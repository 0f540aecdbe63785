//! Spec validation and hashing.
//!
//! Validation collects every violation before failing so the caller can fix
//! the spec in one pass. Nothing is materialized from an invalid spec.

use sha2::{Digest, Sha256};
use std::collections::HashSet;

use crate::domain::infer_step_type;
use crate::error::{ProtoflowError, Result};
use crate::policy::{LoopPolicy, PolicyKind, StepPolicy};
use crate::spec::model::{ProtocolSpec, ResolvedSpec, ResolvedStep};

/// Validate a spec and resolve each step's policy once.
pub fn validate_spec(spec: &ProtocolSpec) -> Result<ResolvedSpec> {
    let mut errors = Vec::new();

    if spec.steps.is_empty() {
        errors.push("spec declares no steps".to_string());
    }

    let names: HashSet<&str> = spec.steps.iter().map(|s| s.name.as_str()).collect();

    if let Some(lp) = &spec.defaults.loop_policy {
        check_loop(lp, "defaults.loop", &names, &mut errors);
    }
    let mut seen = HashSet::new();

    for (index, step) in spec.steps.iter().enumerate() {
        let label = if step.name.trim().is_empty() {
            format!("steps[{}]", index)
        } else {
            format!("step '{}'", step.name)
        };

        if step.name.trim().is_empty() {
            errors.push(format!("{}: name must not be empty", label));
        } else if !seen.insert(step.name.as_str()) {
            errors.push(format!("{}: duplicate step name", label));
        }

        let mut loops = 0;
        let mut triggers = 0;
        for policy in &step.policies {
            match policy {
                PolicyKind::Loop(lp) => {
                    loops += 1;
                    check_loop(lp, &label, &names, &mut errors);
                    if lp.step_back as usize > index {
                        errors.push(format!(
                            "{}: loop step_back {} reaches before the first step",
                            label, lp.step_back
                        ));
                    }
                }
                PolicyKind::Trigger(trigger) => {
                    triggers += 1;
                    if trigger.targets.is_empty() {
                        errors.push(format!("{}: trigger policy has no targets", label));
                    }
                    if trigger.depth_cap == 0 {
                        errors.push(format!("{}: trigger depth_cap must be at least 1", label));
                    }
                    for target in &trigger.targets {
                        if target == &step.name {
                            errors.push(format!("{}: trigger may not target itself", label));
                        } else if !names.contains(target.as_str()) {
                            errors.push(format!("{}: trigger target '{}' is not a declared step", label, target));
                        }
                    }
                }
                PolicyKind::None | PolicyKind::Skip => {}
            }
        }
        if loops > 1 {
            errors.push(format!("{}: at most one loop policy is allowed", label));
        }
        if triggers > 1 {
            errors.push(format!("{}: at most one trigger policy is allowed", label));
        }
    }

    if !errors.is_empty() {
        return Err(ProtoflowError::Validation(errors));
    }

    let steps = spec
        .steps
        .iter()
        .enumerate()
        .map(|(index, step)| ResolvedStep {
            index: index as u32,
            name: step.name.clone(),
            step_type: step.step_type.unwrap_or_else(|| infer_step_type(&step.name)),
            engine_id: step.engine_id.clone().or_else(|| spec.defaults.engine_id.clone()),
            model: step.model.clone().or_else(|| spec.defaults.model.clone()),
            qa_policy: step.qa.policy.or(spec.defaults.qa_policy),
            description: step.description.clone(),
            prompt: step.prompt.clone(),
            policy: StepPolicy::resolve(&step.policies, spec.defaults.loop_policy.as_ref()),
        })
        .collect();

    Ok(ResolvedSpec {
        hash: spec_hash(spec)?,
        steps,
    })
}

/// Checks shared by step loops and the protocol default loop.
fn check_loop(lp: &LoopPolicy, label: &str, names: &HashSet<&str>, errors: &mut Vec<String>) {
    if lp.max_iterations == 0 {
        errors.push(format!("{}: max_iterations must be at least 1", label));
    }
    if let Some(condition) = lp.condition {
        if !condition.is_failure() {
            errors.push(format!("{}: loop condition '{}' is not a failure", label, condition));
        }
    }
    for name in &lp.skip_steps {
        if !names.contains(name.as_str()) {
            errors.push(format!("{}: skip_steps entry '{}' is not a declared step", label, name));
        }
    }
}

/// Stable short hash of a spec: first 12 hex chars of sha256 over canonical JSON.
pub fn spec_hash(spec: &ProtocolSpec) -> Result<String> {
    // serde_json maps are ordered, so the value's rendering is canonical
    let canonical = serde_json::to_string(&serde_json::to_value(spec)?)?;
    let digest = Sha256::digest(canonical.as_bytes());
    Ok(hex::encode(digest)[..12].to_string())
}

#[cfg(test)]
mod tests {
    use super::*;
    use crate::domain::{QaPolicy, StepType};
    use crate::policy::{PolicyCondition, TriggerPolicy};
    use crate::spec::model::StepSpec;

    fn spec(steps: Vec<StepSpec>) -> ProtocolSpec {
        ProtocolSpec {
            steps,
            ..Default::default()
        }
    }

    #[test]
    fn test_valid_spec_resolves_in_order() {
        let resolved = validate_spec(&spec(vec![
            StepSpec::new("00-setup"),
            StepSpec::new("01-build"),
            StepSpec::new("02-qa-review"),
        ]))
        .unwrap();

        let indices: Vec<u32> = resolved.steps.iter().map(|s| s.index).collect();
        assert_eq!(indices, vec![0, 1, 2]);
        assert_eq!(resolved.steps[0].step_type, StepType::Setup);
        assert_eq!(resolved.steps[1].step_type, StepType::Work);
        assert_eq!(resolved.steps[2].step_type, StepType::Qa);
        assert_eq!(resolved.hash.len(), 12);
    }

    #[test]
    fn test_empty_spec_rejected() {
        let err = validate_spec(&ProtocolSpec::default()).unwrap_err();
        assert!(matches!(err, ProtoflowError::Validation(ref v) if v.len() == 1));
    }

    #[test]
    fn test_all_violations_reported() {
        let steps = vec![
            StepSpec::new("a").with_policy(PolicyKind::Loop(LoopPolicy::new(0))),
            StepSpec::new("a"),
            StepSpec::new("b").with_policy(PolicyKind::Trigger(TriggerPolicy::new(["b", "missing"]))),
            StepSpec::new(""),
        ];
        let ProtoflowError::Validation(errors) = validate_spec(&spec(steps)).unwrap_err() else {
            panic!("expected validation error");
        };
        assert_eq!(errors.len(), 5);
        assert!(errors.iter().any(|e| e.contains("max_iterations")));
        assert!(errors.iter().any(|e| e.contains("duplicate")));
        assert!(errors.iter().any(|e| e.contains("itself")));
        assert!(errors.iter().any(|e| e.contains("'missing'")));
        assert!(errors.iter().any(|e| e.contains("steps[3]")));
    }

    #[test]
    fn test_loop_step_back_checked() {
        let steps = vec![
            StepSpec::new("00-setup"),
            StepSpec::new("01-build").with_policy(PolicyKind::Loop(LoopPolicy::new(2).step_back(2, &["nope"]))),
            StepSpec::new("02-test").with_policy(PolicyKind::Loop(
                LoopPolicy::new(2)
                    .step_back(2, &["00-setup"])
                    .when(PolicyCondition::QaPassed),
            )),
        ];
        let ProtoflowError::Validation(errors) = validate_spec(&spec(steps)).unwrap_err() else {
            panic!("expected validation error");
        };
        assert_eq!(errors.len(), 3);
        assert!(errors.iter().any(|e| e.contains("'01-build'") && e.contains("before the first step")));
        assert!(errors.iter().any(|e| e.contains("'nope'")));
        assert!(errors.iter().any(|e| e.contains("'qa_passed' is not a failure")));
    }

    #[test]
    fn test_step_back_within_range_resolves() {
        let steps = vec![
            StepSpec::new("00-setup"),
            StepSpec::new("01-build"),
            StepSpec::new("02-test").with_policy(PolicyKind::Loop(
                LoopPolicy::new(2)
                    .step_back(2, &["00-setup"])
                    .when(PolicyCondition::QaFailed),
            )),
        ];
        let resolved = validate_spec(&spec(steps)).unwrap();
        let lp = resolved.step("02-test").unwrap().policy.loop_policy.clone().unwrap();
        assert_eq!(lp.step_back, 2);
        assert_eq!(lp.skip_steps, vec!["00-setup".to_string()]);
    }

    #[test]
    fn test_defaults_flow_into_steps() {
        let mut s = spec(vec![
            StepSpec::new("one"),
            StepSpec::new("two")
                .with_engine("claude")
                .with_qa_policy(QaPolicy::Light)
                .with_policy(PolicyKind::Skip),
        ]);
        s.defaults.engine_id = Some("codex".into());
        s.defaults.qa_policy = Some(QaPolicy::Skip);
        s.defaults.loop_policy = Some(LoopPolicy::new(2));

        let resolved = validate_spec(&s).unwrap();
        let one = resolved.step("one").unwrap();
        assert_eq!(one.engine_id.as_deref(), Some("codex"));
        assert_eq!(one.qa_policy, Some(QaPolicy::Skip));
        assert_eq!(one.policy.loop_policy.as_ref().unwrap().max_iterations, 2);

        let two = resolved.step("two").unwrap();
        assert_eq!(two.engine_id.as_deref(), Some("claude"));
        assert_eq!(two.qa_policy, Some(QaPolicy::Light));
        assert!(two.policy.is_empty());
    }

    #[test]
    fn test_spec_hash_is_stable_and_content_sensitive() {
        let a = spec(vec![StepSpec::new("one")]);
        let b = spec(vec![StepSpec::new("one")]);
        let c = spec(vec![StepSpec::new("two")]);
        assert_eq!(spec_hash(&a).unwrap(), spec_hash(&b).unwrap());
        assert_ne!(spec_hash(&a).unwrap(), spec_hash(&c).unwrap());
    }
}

...

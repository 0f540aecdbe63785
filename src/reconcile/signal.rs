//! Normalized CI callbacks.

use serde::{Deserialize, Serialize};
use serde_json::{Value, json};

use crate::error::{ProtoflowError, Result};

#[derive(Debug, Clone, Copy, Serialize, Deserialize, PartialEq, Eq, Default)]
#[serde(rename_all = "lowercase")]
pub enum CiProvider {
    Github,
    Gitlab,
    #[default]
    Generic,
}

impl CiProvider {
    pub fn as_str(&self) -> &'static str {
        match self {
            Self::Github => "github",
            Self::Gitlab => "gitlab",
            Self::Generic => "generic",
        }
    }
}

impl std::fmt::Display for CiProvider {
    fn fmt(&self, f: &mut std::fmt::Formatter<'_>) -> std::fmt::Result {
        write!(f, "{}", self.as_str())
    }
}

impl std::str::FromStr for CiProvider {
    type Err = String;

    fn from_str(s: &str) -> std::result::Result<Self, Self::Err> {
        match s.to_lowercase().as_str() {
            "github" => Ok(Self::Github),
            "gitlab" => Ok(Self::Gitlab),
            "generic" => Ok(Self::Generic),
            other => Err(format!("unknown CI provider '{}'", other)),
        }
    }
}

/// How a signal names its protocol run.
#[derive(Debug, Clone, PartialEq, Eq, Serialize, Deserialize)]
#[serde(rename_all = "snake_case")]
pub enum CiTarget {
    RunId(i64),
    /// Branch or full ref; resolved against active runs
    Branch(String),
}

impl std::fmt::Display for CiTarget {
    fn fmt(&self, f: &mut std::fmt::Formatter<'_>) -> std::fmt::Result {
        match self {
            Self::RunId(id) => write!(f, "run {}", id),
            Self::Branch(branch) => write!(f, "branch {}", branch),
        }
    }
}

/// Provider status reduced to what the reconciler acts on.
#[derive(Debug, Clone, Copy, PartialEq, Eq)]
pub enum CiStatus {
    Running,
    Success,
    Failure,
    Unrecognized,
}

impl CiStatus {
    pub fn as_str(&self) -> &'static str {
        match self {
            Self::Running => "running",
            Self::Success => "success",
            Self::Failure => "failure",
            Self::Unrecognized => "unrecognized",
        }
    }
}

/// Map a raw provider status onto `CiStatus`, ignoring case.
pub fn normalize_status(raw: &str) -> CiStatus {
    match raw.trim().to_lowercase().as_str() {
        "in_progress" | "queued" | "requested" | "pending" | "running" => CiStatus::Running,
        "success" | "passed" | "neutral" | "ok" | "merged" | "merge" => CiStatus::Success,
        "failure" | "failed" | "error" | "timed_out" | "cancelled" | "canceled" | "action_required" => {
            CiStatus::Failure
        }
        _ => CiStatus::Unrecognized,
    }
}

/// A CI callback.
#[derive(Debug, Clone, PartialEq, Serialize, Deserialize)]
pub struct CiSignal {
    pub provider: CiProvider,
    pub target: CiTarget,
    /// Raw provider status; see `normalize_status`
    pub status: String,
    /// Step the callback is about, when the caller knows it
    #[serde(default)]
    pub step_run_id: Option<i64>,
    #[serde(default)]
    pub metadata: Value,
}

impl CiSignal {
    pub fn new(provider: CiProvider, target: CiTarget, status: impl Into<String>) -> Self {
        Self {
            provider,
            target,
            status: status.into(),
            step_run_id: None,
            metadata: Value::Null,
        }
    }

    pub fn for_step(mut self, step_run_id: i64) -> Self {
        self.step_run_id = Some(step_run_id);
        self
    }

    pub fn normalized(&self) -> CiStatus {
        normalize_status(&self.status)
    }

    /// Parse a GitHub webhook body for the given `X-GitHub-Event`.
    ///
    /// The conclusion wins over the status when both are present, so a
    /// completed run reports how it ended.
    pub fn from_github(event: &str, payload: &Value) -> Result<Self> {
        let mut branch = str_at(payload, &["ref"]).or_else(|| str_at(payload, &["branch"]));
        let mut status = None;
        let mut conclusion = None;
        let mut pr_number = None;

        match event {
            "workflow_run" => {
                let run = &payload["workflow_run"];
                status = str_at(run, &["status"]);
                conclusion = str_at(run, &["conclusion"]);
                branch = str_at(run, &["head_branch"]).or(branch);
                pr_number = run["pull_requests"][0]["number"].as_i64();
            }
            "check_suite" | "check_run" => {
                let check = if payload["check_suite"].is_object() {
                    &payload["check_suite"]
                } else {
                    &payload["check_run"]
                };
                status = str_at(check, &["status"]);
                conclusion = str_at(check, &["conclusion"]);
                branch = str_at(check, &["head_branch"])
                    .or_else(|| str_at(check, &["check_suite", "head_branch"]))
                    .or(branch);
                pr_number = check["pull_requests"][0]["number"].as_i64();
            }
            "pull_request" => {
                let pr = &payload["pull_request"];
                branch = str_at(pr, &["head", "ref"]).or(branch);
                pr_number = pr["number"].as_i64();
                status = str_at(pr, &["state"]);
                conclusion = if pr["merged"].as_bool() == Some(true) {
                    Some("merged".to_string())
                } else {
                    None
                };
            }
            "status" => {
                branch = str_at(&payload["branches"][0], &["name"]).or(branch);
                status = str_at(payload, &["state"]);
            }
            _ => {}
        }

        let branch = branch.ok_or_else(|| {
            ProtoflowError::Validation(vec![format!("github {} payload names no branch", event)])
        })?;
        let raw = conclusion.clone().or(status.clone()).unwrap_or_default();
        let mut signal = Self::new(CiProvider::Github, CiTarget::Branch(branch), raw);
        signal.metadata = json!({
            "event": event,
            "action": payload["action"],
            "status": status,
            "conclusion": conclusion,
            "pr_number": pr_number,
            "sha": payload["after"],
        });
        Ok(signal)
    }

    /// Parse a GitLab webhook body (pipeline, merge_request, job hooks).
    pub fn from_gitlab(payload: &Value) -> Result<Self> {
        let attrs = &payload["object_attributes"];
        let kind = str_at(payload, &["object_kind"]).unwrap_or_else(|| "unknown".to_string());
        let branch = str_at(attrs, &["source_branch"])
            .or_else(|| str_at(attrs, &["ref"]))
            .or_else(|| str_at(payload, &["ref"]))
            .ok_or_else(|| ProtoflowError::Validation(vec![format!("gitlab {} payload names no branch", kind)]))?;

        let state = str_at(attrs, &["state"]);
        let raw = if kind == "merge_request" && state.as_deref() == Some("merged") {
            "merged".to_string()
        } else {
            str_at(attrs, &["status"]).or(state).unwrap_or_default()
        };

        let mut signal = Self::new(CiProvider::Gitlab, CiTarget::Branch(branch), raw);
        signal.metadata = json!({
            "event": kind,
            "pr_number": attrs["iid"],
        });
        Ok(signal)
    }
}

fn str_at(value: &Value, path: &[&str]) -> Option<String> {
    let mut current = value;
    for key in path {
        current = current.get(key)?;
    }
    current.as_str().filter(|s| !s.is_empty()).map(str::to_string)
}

● REQUIRED WORK: Every line above that holds the word "declared" needs to be copied.

● TASK OUTPUT:
                            errors.push(format!("{}: trigger target '{}' is not a declared step", label, target));
            errors.push(format!("{}: skip_steps entry '{}' is not a declared step", label, name));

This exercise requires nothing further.